YOUR OBJECTIVE: Look through the lines below and copy each one that includes "Output".

Dataset entries:

//! Time primitives for the AURA engine
//!
//! Occupancy records and aura state carry explicit timestamps rather than
//! reading a global clock, so staleness behavior is fully deterministic
//! under test. The runtime owns a `Clock`; everything below it takes
//! `now: Timestamp` as an argument.

use std::ops::{Add, Sub};
use std::sync::atomic::{AtomicI64, Ordering};
use std::time::{Duration, SystemTime, UNIX_EPOCH};

/// Wall-clock instant in milliseconds since the Unix epoch
#[derive(Clone, Copy, PartialEq, Eq, PartialOrd, Ord, Hash, Default)]
pub struct Timestamp(pub i64);

impl Timestamp {
    pub const ZERO: Timestamp = Timestamp(0);

    #[inline]
    pub fn from_millis(millis: i64) -> Self {
        Timestamp(millis)
    }

    #[inline]
    pub fn from_secs(secs: i64) -> Self {
        Timestamp(secs * 1000)
    }

    #[inline]
    pub fn as_millis(self) -> i64 {
        self.0
    }

    #[inline]
    pub fn as_secs_f64(self) -> f64 {
        self.0 as f64 / 1000.0
    }

    #[inline]
    pub fn saturating_add(self, duration: Duration) -> Self {
        Timestamp(self.0.saturating_add(duration.as_millis() as i64))
    }

    #[inline]
    pub fn saturating_sub(self, duration: Duration) -> Self {
        Timestamp(self.0.saturating_sub(duration.as_millis() as i64))
    }

    /// Elapsed time since an earlier instant; zero if `earlier` is ahead
    #[inline]
    pub fn since(self, earlier: Timestamp) -> Duration {
        let diff = self.0 - earlier.0;
        if diff >= 0 {
            Duration::from_millis(diff as u64)
        } else {
            Duration::ZERO
        }
    }
}

impl Add<Duration> for Timestamp {
    type Output = Timestamp;

    #[inline]
    fn add(self, rhs: Duration) -> Self::Output {
        Timestamp(self.0 + rhs.as_millis() as i64)
    }
}

impl Sub<Duration> for Timestamp {
    type Output = Timestamp;

    #[inline]
    fn sub(self, rhs: Duration) -> Self::Output {
        Timestamp(self.0 - rhs.as_millis() as i64)
    }
}

impl Sub<Timestamp> for Timestamp {
    type Output = Duration;

    #[inline]
    fn sub(self, rhs: Timestamp) -> Self::Output {
        self.since(rhs)
    }
}

impl std::fmt::Debug for Timestamp {
    fn fmt(&self, f: &mut std::fmt::Formatter<'_>) -> std::fmt::Result {
        write!(f, "T({}ms)", self.0)
    }
}

/// Clock abstraction - the runtime owns one; tests substitute a manual clock
pub trait Clock: Send + Sync {
    fn now(&self) -> Timestamp;
}

/// System wall clock
#[derive(Debug, Default)]
pub struct SystemClock;

impl Clock for SystemClock {
    fn now(&self) -> Timestamp {
        let since_epoch = SystemTime::now()
            .duration_since(UNIX_EPOCH)
            .unwrap_or(Duration::ZERO);
        Timestamp(since_epoch.as_millis() as i64)
    }
}

/// Manually advanced clock for deterministic tests
#[derive(Debug, Default)]
pub struct ManualClock {
    now: AtomicI64,
}

impl ManualClock {
    pub fn new(start: Timestamp) -> Self {
        ManualClock {
            now: AtomicI64::new(start.0),
        }
    }

    pub fn set(&self, now: Timestamp) {
        self.now.store(now.0, Ordering::SeqCst);
    }

    pub fn advance(&self, by: Duration) {
        self.now.fetch_add(by.as_millis() as i64, Ordering::SeqCst);
    }
}

impl Clock for ManualClock {
    fn now(&self) -> Timestamp {
        Timestamp(self.now.load(Ordering::SeqCst))
    }
}
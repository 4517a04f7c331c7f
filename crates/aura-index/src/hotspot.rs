//! Hotspot tables - where tunneling queries go
//!
//! A hotspot is a globally known high-occupancy cell. The table is a
//! versioned piece of configuration, reloadable at runtime without touching
//! the radius logic; stale versions are rejected on reload.

use parking_lot::RwLock;
use serde::{Deserialize, Serialize};

use aura_core::{AuraError, AuraResult, CellKey, Timestamp, UserId};

use crate::occupancy::OccupancyIndex;

/// Versioned list of hotspot cells
#[derive(Clone, Debug, Default, PartialEq, Eq, Serialize, Deserialize)]
pub struct HotspotTable {
    pub version: u64,
    pub cells: Vec<CellKey>,
}

impl HotspotTable {
    pub fn new(version: u64, cells: Vec<CellKey>) -> Self {
        HotspotTable { version, cells }
    }

    /// Parse and validate a table from JSON
    pub fn from_json_str(json: &str) -> AuraResult<HotspotTable> {
        let table: HotspotTable = serde_json::from_str(json)
            .map_err(|e| AuraError::InvalidHotspotTable(e.to_string()))?;

        for cell in &table.cells {
            aura_geo::CellIndex::parse(cell)
                .map_err(|_| AuraError::InvalidHotspotTable(format!("bad cell key: {cell}")))?;
        }
        Ok(table)
    }
}

/// Live registry holding the current hotspot table
pub struct HotspotRegistry {
    table: RwLock<HotspotTable>,
}

impl HotspotRegistry {
    pub fn new(initial: HotspotTable) -> Self {
        HotspotRegistry {
            table: RwLock::new(initial),
        }
    }

    /// Registry with no hotspots (version 0)
    pub fn empty() -> Self {
        Self::new(HotspotTable::default())
    }

    pub fn current(&self) -> HotspotTable {
        self.table.read().clone()
    }

    pub fn version(&self) -> u64 {
        self.table.read().version
    }

    /// Swap in a strictly newer table; older or equal versions are ignored
    pub fn reload(&self, table: HotspotTable) -> bool {
        let mut current = self.table.write();
        if table.version <= current.version {
            return false;
        }
        *current = table;
        tracing::debug!(
            version = current.version,
            cells = current.cells.len(),
            "hotspot table reloaded"
        );
        true
    }

    /// Fresh occupants of every hotspot cell, as `(cell, users)` pairs
    pub fn occupants(
        &self,
        index: &OccupancyIndex,
        now: Timestamp,
    ) -> Vec<(CellKey, Vec<UserId>)> {
        let table = self.current();
        table
            .cells
            .into_iter()
            .map(|cell| {
                let users = index.users_under(&cell, now);
                (cell, users)
            })
            .collect()
    }
}
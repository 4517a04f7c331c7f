//! AURA Runtime - the narrow doorway into the proximity core
//!
//! Everything outside the core (radar UI, chat, notifications) talks to
//! exactly two operations: `update_location` and `query_nearby`. Neither
//! ever returns another user's raw coordinates.
//!
//! Per-user ordering: callers are expected to serialize requests for a
//! single user (one request in flight per user), which is how the
//! request/response worker pool upstream behaves. Across different users
//! the service is freely concurrent; all methods take `&self`.

pub mod interest;
pub mod service;
pub mod sweeper;

pub use interest::*;
pub use service::*;
pub use sweeper::*;
//! Neighbor and ring enumeration on the cell grid
//!
//! Longitude wraps at the antimeridian; latitude clamps at the poles
//! (missing polar neighbors are omitted, never duplicated). All functions
//! return cells in sorted order so enumeration is deterministic.

use aura_core::{AuraResult, CellKey};

use crate::codec::CellIndex;

/// The 8-neighborhood of a cell at its own resolution
pub fn neighbors(cell: &CellKey) -> AuraResult<Vec<CellKey>> {
    ring(cell, 1)
}

/// Cells at Chebyshev distance exactly `distance`
pub fn ring(cell: &CellKey, distance: u32) -> AuraResult<Vec<CellKey>> {
    if distance == 0 {
        return Ok(vec![cell.clone()]);
    }

    let center = CellIndex::parse(cell)?;
    let side = center.side() as i64;
    let d = distance as i64;

    let mut cells = Vec::new();
    for dr in -d..=d {
        let row = center.row as i64 + dr;
        if row < 0 || row >= side {
            continue;
        }

        let col_offsets: Vec<i64> = if dr.abs() == d {
            (-d..=d).collect()
        } else {
            vec![-d, d]
        };

        for dc in col_offsets {
            let col = (center.col as i64 + dc).rem_euclid(side);
            if row as u32 == center.row && col as u32 == center.col {
                // Wrapped all the way around to the center.
                continue;
            }
            cells.push(
                CellIndex {
                    row: row as u32,
                    col: col as u32,
                    resolution: center.resolution,
                }
                .key(),
            );
        }
    }

    cells.sort();
    cells.dedup();
    Ok(cells)
}

/// Cells at Chebyshev distance at most `max_distance`, center included
pub fn disc(cell: &CellKey, max_distance: u32) -> AuraResult<Vec<CellKey>> {
    let mut cells = Vec::new();
    for d in 0..=max_distance {
        cells.extend(ring(cell, d)?);
    }
    cells.sort();
    cells.dedup();
    Ok(cells)
}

SOLUTION FOR THIS EXERCISE:
    type Output = Timestamp;
    fn add(self, rhs: Duration) -> Self::Output {
    type Output = Timestamp;
    fn sub(self, rhs: Duration) -> Self::Output {
    type Output = Duration;
    fn sub(self, rhs: Timestamp) -> Self::Output {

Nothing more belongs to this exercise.